WORK REQUIRED:
Please say how many lines of the entries below contain the word "rename", and leave out everything else.

GIVEN INFORMATION:
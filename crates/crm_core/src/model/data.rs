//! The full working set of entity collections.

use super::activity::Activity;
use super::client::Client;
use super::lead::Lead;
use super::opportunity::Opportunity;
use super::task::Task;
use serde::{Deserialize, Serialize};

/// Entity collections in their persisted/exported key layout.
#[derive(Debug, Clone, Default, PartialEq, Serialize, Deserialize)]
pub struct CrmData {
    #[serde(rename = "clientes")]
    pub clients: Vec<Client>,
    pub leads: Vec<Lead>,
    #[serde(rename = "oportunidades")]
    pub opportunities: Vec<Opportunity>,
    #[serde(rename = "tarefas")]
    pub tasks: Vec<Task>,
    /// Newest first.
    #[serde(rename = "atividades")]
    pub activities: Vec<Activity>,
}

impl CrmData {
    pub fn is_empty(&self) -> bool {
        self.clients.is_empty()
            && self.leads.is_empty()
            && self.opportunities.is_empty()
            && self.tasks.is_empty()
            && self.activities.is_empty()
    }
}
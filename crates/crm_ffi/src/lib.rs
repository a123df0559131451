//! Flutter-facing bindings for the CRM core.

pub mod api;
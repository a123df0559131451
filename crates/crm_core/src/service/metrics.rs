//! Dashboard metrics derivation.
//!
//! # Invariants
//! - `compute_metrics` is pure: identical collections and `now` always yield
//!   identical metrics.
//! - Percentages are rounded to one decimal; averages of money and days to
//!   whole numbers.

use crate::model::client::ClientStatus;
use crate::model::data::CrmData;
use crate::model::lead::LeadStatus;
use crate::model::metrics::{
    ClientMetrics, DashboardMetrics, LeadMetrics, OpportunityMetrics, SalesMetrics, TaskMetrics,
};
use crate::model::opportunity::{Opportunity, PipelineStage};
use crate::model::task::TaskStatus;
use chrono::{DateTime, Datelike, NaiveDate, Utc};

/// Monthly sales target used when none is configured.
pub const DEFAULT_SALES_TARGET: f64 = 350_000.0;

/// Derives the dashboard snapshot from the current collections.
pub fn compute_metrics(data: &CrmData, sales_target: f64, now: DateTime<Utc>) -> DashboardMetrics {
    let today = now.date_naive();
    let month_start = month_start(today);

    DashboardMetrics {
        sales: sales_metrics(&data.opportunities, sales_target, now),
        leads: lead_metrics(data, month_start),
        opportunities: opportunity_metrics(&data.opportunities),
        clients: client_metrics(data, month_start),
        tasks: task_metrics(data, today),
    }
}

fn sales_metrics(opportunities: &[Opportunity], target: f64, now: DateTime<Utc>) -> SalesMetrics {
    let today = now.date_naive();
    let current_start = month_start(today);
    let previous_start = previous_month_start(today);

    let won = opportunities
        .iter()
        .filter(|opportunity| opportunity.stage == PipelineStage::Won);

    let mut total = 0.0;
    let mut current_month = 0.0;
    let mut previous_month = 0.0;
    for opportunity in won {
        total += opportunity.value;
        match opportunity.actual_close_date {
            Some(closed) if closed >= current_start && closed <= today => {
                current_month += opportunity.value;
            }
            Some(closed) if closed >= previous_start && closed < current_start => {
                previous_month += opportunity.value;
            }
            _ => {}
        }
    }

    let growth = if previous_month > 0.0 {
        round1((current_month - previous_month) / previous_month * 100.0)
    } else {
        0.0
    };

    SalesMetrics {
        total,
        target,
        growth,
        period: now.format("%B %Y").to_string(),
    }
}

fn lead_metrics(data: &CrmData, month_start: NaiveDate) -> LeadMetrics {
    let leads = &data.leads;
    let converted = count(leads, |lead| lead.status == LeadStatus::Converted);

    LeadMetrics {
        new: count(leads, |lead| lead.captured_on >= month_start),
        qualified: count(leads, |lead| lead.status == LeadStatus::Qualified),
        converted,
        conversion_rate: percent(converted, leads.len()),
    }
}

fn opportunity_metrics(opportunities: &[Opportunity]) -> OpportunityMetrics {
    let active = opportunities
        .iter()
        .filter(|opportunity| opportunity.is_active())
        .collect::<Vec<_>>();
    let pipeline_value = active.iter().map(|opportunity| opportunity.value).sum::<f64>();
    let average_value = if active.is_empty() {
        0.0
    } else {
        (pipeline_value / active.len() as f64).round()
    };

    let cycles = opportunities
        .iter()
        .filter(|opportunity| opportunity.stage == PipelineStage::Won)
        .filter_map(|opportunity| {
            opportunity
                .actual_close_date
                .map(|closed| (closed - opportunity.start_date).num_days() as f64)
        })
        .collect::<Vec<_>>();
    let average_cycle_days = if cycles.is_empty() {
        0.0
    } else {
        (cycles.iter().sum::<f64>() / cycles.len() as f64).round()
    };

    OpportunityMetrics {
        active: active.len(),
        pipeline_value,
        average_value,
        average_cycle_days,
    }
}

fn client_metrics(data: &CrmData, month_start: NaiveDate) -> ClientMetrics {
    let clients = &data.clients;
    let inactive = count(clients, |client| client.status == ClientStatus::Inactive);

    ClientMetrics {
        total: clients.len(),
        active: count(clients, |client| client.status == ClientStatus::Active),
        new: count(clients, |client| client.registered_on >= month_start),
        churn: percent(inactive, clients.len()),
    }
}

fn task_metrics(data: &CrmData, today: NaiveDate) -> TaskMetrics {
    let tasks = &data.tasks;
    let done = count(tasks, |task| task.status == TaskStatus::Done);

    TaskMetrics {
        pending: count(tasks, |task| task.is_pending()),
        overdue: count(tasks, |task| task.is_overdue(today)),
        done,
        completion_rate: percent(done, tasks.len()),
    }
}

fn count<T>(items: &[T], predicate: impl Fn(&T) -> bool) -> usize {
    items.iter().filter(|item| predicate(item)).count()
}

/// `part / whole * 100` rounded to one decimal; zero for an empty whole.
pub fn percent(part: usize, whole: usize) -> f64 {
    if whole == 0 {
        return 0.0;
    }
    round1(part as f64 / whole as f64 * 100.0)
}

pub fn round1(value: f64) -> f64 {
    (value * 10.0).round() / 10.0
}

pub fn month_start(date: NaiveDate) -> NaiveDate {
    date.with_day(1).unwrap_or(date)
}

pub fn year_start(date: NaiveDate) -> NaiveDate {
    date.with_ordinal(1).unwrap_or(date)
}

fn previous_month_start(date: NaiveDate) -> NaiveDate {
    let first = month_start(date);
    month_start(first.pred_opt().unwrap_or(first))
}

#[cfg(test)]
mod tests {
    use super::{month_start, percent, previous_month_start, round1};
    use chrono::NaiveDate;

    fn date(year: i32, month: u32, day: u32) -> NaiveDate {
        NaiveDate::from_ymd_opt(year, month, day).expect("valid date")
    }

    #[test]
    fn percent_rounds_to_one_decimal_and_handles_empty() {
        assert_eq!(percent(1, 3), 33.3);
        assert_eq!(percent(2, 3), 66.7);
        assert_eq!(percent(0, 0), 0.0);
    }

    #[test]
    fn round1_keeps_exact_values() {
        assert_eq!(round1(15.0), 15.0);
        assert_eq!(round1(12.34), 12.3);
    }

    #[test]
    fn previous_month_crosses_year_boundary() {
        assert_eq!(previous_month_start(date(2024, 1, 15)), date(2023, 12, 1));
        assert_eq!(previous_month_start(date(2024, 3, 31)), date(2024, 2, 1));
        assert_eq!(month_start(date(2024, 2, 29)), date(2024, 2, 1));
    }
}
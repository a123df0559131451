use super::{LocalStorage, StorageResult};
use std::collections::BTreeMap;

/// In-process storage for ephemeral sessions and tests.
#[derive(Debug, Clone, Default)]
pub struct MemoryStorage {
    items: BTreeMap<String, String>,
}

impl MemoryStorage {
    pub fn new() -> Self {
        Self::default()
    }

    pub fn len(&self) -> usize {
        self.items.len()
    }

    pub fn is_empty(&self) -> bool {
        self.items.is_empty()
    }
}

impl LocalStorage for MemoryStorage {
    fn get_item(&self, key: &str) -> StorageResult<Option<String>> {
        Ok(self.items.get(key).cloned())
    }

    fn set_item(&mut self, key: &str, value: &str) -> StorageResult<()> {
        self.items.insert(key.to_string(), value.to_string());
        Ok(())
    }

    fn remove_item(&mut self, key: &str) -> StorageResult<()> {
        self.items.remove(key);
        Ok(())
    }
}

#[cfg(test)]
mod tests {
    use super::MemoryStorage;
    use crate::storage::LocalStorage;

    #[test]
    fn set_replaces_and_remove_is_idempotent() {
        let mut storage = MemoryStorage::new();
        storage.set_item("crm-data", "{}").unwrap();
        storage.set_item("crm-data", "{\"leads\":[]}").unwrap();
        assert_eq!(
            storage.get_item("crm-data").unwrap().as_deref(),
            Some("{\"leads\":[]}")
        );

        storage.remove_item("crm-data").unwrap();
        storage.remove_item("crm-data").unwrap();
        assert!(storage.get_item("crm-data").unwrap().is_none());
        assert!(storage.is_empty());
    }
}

RESPONSE AREA:
4